Work request:
Total the lines of the entries below that hold the string "PreToolUse", then write only that total.

══════

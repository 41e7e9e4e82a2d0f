use chrono::{DateTime, Utc};
use serde::{Deserialize, Serialize};

/// Session metadata as stored in the `sessions` table.
///
/// Everything here except the identity fields is a projection that the store
/// refreshes on mutation; the event log stays authoritative.
#[derive(Debug, Clone, Serialize, Deserialize)]
pub struct SessionInfo {
    pub id: String,
    pub workspace_id: String,
    pub working_directory: String,
    pub model: String,
    pub created_at: DateTime<Utc>,
    pub last_activity: DateTime<Utc>,
    #[serde(skip_serializing_if = "Option::is_none")]
    pub parent_session_id: Option<String>,
    pub is_active: bool,
    pub is_archived: bool,
    #[serde(skip_serializing_if = "Option::is_none")]
    pub title: Option<String>,
}

/// Derived counters projected from the event log.
#[derive(Debug, Clone, Copy, Default, Serialize, Deserialize)]
pub struct SessionStats {
    pub message_count: u64,
    pub input_tokens: u64,
    pub output_tokens: u64,
}
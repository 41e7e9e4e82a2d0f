use rusqlite::Connection;

use crate::Result;

/// Schema version (increment when changing table definitions).
pub const SCHEMA_VERSION: i32 = 1;

pub fn init_schema(conn: &Connection) -> Result<()> {
    let current_version: i32 = conn.query_row("PRAGMA user_version", [], |row| row.get(0))?;

    if current_version != 0 && current_version != SCHEMA_VERSION {
        drop_all_tables(conn)?;
    }

    conn.execute_batch(
        r#"
        CREATE TABLE IF NOT EXISTS sessions (
            id TEXT PRIMARY KEY,
            workspace_id TEXT NOT NULL,
            working_directory TEXT NOT NULL,
            model TEXT NOT NULL,
            created_at TEXT NOT NULL,
            last_activity TEXT NOT NULL,
            parent_session_id TEXT,
            is_active BOOLEAN NOT NULL DEFAULT 1,
            is_archived BOOLEAN NOT NULL DEFAULT 0,
            title TEXT
        );

        CREATE TABLE IF NOT EXISTS events (
            id TEXT PRIMARY KEY,
            parent_id TEXT,
            session_id TEXT NOT NULL,
            workspace_id TEXT NOT NULL,
            timestamp TEXT NOT NULL,
            type TEXT NOT NULL,
            sequence INTEGER NOT NULL,
            payload TEXT NOT NULL,
            checksum TEXT,
            FOREIGN KEY (session_id) REFERENCES sessions(id)
        );

        CREATE UNIQUE INDEX IF NOT EXISTS idx_events_session_seq
            ON events(session_id, sequence);
        CREATE INDEX IF NOT EXISTS idx_events_workspace_ts
            ON events(workspace_id, timestamp);
        CREATE INDEX IF NOT EXISTS idx_events_type
            ON events(session_id, type);
        CREATE INDEX IF NOT EXISTS idx_sessions_workspace
            ON sessions(workspace_id);
        "#,
    )?;

    conn.execute(&format!("PRAGMA user_version = {}", SCHEMA_VERSION), [])?;

    Ok(())
}

fn drop_all_tables(conn: &Connection) -> Result<()> {
    conn.execute_batch(
        r#"
        DROP TABLE IF EXISTS events;
        DROP TABLE IF EXISTS sessions;
        "#,
    )?;
    Ok(())
}
use std::sync::Arc;
use std::time::Duration;

use serde::{Deserialize, Serialize};

/// Lifecycle points a hook can attach to.
#[derive(Debug, Clone, Copy, PartialEq, Eq, Hash, Serialize, Deserialize)]
pub enum HookType {
    PreToolUse,
    PostToolUse,
    SessionStart,
    Stop,
    PreCompact,
    UserPromptSubmit,
    Notification,
}

impl HookType {
    /// Hook types that gate an action the turn is about to take. These are
    /// forced blocking at registration, even if registered as background.
    pub fn forced_blocking(&self) -> bool {
        matches!(
            self,
            HookType::PreToolUse | HookType::UserPromptSubmit | HookType::PreCompact
        )
    }

    pub fn as_str(&self) -> &'static str {
        match self {
            HookType::PreToolUse => "PreToolUse",
            HookType::PostToolUse => "PostToolUse",
            HookType::SessionStart => "SessionStart",
            HookType::Stop => "Stop",
            HookType::PreCompact => "PreCompact",
            HookType::UserPromptSubmit => "UserPromptSubmit",
            HookType::Notification => "Notification",
        }
    }
}

#[derive(Debug, Clone, Copy, PartialEq, Eq, Serialize, Deserialize)]
#[serde(rename_all = "snake_case")]
pub enum HookMode {
    Blocking,
    Background,
}

/// What a blocking hook wants done with the action it gated.
#[derive(Debug, Clone)]
pub enum HookDecision {
    Continue,
    /// Shallow-merged with other hooks' modifications; the caller applies
    /// the merged object.
    Modify { modifications: serde_json::Value },
    /// Skips remaining blocking hooks; the caller receives the reason.
    Block { reason: String },
}

/// Payload handed to a hook handler.
#[derive(Debug, Clone)]
pub struct HookContext {
    pub hook_type: HookType,
    pub session_id: String,
    /// Point-specific data: tool name + arguments for tool hooks, the
    /// prompt for UserPromptSubmit, and so on.
    pub data: serde_json::Value,
}

#[async_trait::async_trait]
pub trait HookHandler: Send + Sync {
    async fn run(&self, ctx: &HookContext) -> sb_domain::Result<HookDecision>;
}

/// A registered hook.
pub struct HookRegistration {
    pub name: String,
    pub hook_type: HookType,
    /// Hooks of one type run in descending priority.
    pub priority: i32,
    /// Per-hook override; the engine default applies when `None`.
    pub timeout: Option<Duration>,
    pub mode: HookMode,
    pub handler: Arc<dyn HookHandler>,
}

══════

Answer section:
3